You see, John used to work for them, more than 40 years ago. While he was there, he was open about the fact he had a male partner – even though most of society was downright hostile to queer people.
When the time came for John to move on, his colleagues sent him off with a card, as you do. Except in this card they’d written his partner’s name too, and wished them a happy life together.
That might seem a small gesture to us now. But back then, it was huge.
“It was the first time that I’d ever come across anybody in any official capacity acknowledging what my situation was, and including my partner,” John says. “That meant so much to me, and still does.”
It moved John so much, in fact, that when he got a mailing asking him to consider leaving a gift in his Will to this charity, he said yes.
Why? Because the respect they showed for his identity, all those years back, is something he’s never forgotten.
The world may have changed dramatically since when John was young. But the way we represent minority groups in marketing and advertising has got a long way to go.
Today, still, less than 20% of adverts feature people from minorities. But John’s story doesn’t just prove that we have a duty to represent minority groups in our work.
It’s definitive proof that, by doing so, we actually make our campaigns better.
Often we get caught up in assumptions about what our audiences are like.
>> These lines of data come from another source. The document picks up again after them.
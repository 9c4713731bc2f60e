//! In-process chain client for demos and integration tests.
//!
//! Each submission plays a scripted outcome after a latency with optional jitter. Finalized
//! actions are folded into the subject's confirmed totals, replacing any
//! earlier action by the same actor the way the runtime pallets do.

use std::collections::{HashMap, VecDeque};
use std::sync::atomic::{AtomicU64, Ordering};
use std::sync::Arc;
use std::time::Duration;

use async_trait::async_trait;
use blake2::{Blake2s256, Digest};
use log::{debug, trace};
use parking_lot::Mutex;
use rand::Rng;

use crate::chain::{
    ActionRequest, ChainClient, ChainError, DispatchError, StatusSender, Submitted, TxStatus,
    TxStatusStream,
};
use crate::projector::{ApprovalCount, ConfirmedTotals, VoteTotals};
use crate::tracker::types::{ActionKind, ActionPayload, ActorId, SubjectId};

/// What the simulated chain does with one submission
#[derive(Debug, Clone, PartialEq, Eq)]
pub enum ScriptedOutcome {
    /// Ready, in block, finalized
    Finalize,
    /// Included in a block with a dispatch error
    Reject(DispatchError),
    /// Refused before a transaction hash exists
    SubmissionError(String),
    /// Dropped from the pool after broadcast
    Drop,
    /// Broadcast and then silence
    Stall,
}

struct ConfirmedAction {
    kind: ActionKind,
    payload: ActionPayload,
}

#[derive(Default)]
struct LedgerState {
    baselines: HashMap<SubjectId, ConfirmedTotals>,
    confirmed: HashMap<SubjectId, HashMap<ActorId, ConfirmedAction>>,
    scripts: HashMap<(SubjectId, ActorId), VecDeque<ScriptedOutcome>>,
    /// Senders of stalled submissions, kept so their streams stay open
    stalled: Vec<StatusSender>,
}

pub struct SimulatedChain {
    latency: Duration,
    /// Upper bound of the random delay added to each status step
    jitter: Duration,
    default_outcome: ScriptedOutcome,
    nonce: AtomicU64,
    state: Arc<Mutex<LedgerState>>,
}

impl SimulatedChain {
    /// A chain that finalizes everything, waiting `latency` per status step
    pub fn new(latency: Duration) -> Self {
        Self {
            latency,
            jitter: Duration::ZERO,
            default_outcome: ScriptedOutcome::Finalize,
            nonce: AtomicU64::new(0),
            state: Arc::new(Mutex::new(LedgerState::default())),
        }
    }

    pub fn with_jitter(mut self, jitter: Duration) -> Self {
        self.jitter = jitter;
        self
    }

    pub fn with_default_outcome(mut self, outcome: ScriptedOutcome) -> Self {
        self.default_outcome = outcome;
        self
    }

    /// Confirmed totals a subject starts from
    pub fn seed_totals(&self, subject_id: impl Into<SubjectId>, totals: ConfirmedTotals) {
        self.state.lock().baselines.insert(subject_id.into(), totals);
    }

    /// Queue an outcome for the next submission by `actor_id` on `subject_id`
    pub fn script(&self, subject_id: &str, actor_id: &str, outcome: ScriptedOutcome) {
        self.state
            .lock()
            .scripts
            .entry((subject_id.to_string(), actor_id.to_string()))
            .or_default()
            .push_back(outcome);
    }

    fn next_outcome(&self, request: &ActionRequest) -> ScriptedOutcome {
        let mut state = self.state.lock();
        state
            .scripts
            .get_mut(&(request.subject_id.clone(), request.actor_id.clone()))
            .and_then(VecDeque::pop_front)
            .unwrap_or_else(|| self.default_outcome.clone())
    }

    fn step_delay(&self) -> Duration {
        if self.jitter.is_zero() {
            return self.latency;
        }
        let extra = rand::thread_rng().gen_range(0..=self.jitter.as_millis() as u64);
        self.latency + Duration::from_millis(extra)
    }

    fn tx_hash(request: &ActionRequest, nonce: u64) -> String {
        let mut hasher = Blake2s256::new();
        hasher.update(request.subject_id.as_bytes());
        hasher.update(request.actor_id.as_bytes());
        hasher.update(request.kind.to_string().as_bytes());
        hasher.update(nonce.to_le_bytes());
        format!("0x{}", hex::encode(hasher.finalize()))
    }

    fn block_hash(tx_hash: &str, stage: &str) -> String {
        let mut hasher = Blake2s256::new();
        hasher.update(tx_hash.as_bytes());
        hasher.update(stage.as_bytes());
        format!("0x{}", hex::encode(hasher.finalize()))
    }

    fn apply(state: &Mutex<LedgerState>, request: &ActionRequest) {
        debug!("Simulated chain applying {} on {}", request.kind, request.key());
        state
            .lock()
            .confirmed
            .entry(request.subject_id.clone())
            .or_default()
            .insert(
                request.actor_id.clone(),
                ConfirmedAction {
                    kind: request.kind,
                    payload: request.payload,
                },
            );
    }
}

#[async_trait]
impl ChainClient for SimulatedChain {
    async fn submit(&self, request: ActionRequest) -> Result<Submitted, ChainError> {
        let outcome = self.next_outcome(&request);
        if let ScriptedOutcome::SubmissionError(msg) = &outcome {
            return Err(ChainError::Submission(msg.clone()));
        }

        let nonce = self.nonce.fetch_add(1, Ordering::Relaxed);
        let tx_hash = Self::tx_hash(&request, nonce);
        let (sender, statuses) = TxStatusStream::channel();
        trace!("Simulated submission {} -> {:?}", tx_hash, outcome);

        sender.send(TxStatus::Ready);
        if outcome == ScriptedOutcome::Stall {
            sender.send(TxStatus::Broadcast);
            let mut state = self.state.lock();
            // Streams the caller has already dropped need no keeping alive
            state.stalled.retain(|stalled| !stalled.is_closed());
            state.stalled.push(sender);
            drop(state);
            return Ok(Submitted { tx_hash, statuses });
        }

        let delays = [self.step_delay(), self.step_delay(), self.step_delay()];
        let in_block = Self::block_hash(&tx_hash, "in-block");
        let finalized = Self::block_hash(&tx_hash, "finalized");
        let state = Arc::clone(&self.state);

        tokio::spawn(async move {
            tokio::time::sleep(delays[0]).await;
            sender.send(TxStatus::Broadcast);
            tokio::time::sleep(delays[1]).await;
            match outcome {
                ScriptedOutcome::Finalize => {
                    sender.send(TxStatus::InBlock {
                        block_hash: in_block,
                        dispatch_error: None,
                    });
                    tokio::time::sleep(delays[2]).await;
                    // Totals change before anyone can observe finalization
                    Self::apply(&state, &request);
                    sender.send(TxStatus::Finalized {
                        block_hash: finalized,
                        dispatch_error: None,
                    });
                }
                ScriptedOutcome::Reject(err) => {
                    sender.send(TxStatus::InBlock {
                        block_hash: in_block,
                        dispatch_error: Some(err.clone()),
                    });
                    tokio::time::sleep(delays[2]).await;
                    sender.send(TxStatus::Finalized {
                        block_hash: finalized,
                        dispatch_error: Some(err),
                    });
                }
                ScriptedOutcome::Drop => sender.send(TxStatus::Dropped),
                ScriptedOutcome::Stall | ScriptedOutcome::SubmissionError(_) => {}
            }
        });

        Ok(Submitted { tx_hash, statuses })
    }

    async fn confirmed_totals(&self, subject_id: &str) -> Result<ConfirmedTotals, ChainError> {
        let state = self.state.lock();
        let confirmed = state.confirmed.get(subject_id);
        let baseline = state.baselines.get(subject_id).copied().or_else(|| {
            // Infer the aggregate kind from what has been confirmed so far
            confirmed
                .and_then(|actions| actions.values().next())
                .map(|action| match action.kind {
                    ActionKind::Vote => ConfirmedTotals::Votes(VoteTotals::default()),
                    ActionKind::Approval | ActionKind::Rejection => {
                        ConfirmedTotals::Approvals(ApprovalCount::default())
                    }
                })
        });

        let mut totals = baseline.ok_or_else(|| {
            ChainError::Query(format!("unknown subject {}", subject_id))
        })?;

        for action in confirmed.into_iter().flat_map(|actions| actions.values()) {
            match (&mut totals, action.kind, action.payload) {
                (
                    ConfirmedTotals::Votes(votes),
                    ActionKind::Vote,
                    ActionPayload::Vote { direction, weight },
                ) => votes.add(direction, weight),
                (ConfirmedTotals::Approvals(count), ActionKind::Approval, _) => {
                    count.approvals = count.approvals.saturating_add(1)
                }
                (ConfirmedTotals::Approvals(count), ActionKind::Rejection, _) => {
                    count.rejections = count.rejections.saturating_add(1)
                }
                _ => {}
            }
        }

        Ok(totals)
    }
}

#[cfg(test)]
mod tests {
    use super::*;
    use crate::chain::await_terminal;
    use crate::tracker::types::VoteDirection;

    fn vote_request(actor: &str, direction: VoteDirection, weight: u128) -> ActionRequest {
        ActionRequest {
            subject_id: "REF-12".to_string(),
            actor_id: actor.to_string(),
            kind: ActionKind::Vote,
            payload: ActionPayload::vote(direction, weight),
        }
    }

    #[tokio::test(start_paused = true)]
    async fn test_finalize_updates_totals() {
        let chain = SimulatedChain::new(Duration::from_millis(500));
        chain.seed_totals("REF-12", ConfirmedTotals::Votes(VoteTotals::new(100, 50, 0)));

        let submitted = chain
            .submit(vote_request("A", VoteDirection::Aye, 25))
            .await
            .unwrap();
        assert!(submitted.tx_hash.starts_with("0x"));
        assert_eq!(submitted.tx_hash.len(), 66);
        assert!(await_terminal(submitted.statuses).await.is_ok());

        let totals = chain.confirmed_totals("REF-12").await.unwrap();
        assert_eq!(totals, ConfirmedTotals::Votes(VoteTotals::new(125, 50, 0)));
    }

    #[tokio::test(start_paused = true)]
    async fn test_revote_replaces_previous_vote() {
        let chain = SimulatedChain::new(Duration::from_millis(10));

        for direction in [VoteDirection::Aye, VoteDirection::Nay] {
            let submitted = chain.submit(vote_request("A", direction, 7)).await.unwrap();
            await_terminal(submitted.statuses).await.unwrap();
        }

        let totals = chain.confirmed_totals("REF-12").await.unwrap();
        assert_eq!(totals, ConfirmedTotals::Votes(VoteTotals::new(0, 7, 0)));
    }

    #[tokio::test(start_paused = true)]
    async fn test_scripted_outcomes_are_consumed_in_order() {
        let chain = SimulatedChain::new(Duration::from_millis(10));
        let err = DispatchError::module("democracy", "InsufficientFunds", "Too high a balance was provided");
        chain.script("REF-12", "A", ScriptedOutcome::SubmissionError("nonce too low".into()));
        chain.script("REF-12", "A", ScriptedOutcome::Reject(err.clone()));

        let first = chain.submit(vote_request("A", VoteDirection::Aye, 1)).await;
        assert_eq!(first.unwrap_err(), ChainError::Submission("nonce too low".into()));

        let second = chain.submit(vote_request("A", VoteDirection::Aye, 1)).await.unwrap();
        assert_eq!(await_terminal(second.statuses).await, Err(ChainError::Dispatch(err)));

        // Script exhausted, falls back to the default
        let third = chain.submit(vote_request("A", VoteDirection::Aye, 1)).await.unwrap();
        assert!(await_terminal(third.statuses).await.is_ok());
    }

    #[tokio::test(start_paused = true)]
    async fn test_unknown_subject_query_fails() {
        let chain = SimulatedChain::new(Duration::from_millis(10));
        assert!(matches!(
            chain.confirmed_totals("nothing").await,
            Err(ChainError::Query(_))
        ));
    }

    #[tokio::test(start_paused = true)]
    async fn test_stalled_submission_never_terminates() {
        let chain = SimulatedChain::new(Duration::from_millis(10))
            .with_default_outcome(ScriptedOutcome::Stall);
        let submitted = chain.submit(vote_request("A", VoteDirection::Aye, 1)).await.unwrap();

        let waited = tokio::time::timeout(Duration::from_secs(60), await_terminal(submitted.statuses)).await;
        assert!(waited.is_err());
    }

    #[tokio::test]
    async fn test_abandoned_stalls_are_released() {
        let chain = SimulatedChain::new(Duration::from_millis(10))
            .with_default_outcome(ScriptedOutcome::Stall);

        let first = chain.submit(vote_request("A", VoteDirection::Aye, 1)).await.unwrap();
        drop(first);
        let _second = chain.submit(vote_request("B", VoteDirection::Aye, 1)).await.unwrap();

        assert_eq!(chain.state.lock().stalled.len(), 1);
    }

    #[tokio::test]
    async fn test_approval_counts_saturate() {
        let chain = SimulatedChain::new(Duration::from_millis(10));
        chain.seed_totals("APP-9", ConfirmedTotals::Approvals(ApprovalCount::new(u64::MAX, 0)));
        SimulatedChain::apply(
            &chain.state,
            &ActionRequest {
                subject_id: "APP-9".to_string(),
                actor_id: "A".to_string(),
                kind: ActionKind::Approval,
                payload: ActionPayload::Empty,
            },
        );

        let totals = chain.confirmed_totals("APP-9").await.unwrap();
        assert_eq!(totals, ConfirmedTotals::Approvals(ApprovalCount::new(u64::MAX, 0)));
    }

    #[tokio::test(start_paused = true)]
    async fn test_jitter_bounds_resolution_time() {
        let chain = SimulatedChain::new(Duration::from_millis(100)).with_jitter(Duration::from_millis(50));
        let start = tokio::time::Instant::now();
        let submitted = chain.submit(vote_request("A", VoteDirection::Aye, 1)).await.unwrap();
        await_terminal(submitted.statuses).await.unwrap();

        let elapsed = start.elapsed();
        assert!(elapsed >= Duration::from_millis(300));
        assert!(elapsed <= Duration::from_millis(450));
    }
}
There’s a widespread fear about representing people that aren’t ‘the norm’.
We get worried about offending our audiences. But we forget that minority groups are part of them too.
Imagine what would happen if you stepped out and authentically represented one of the groups that rarely gets shown. What message would that send?
Who in your audience would feel recognised by you for the first time? And how would their loyalty to your organisation change?
You never know. You could be speaking to someone like John.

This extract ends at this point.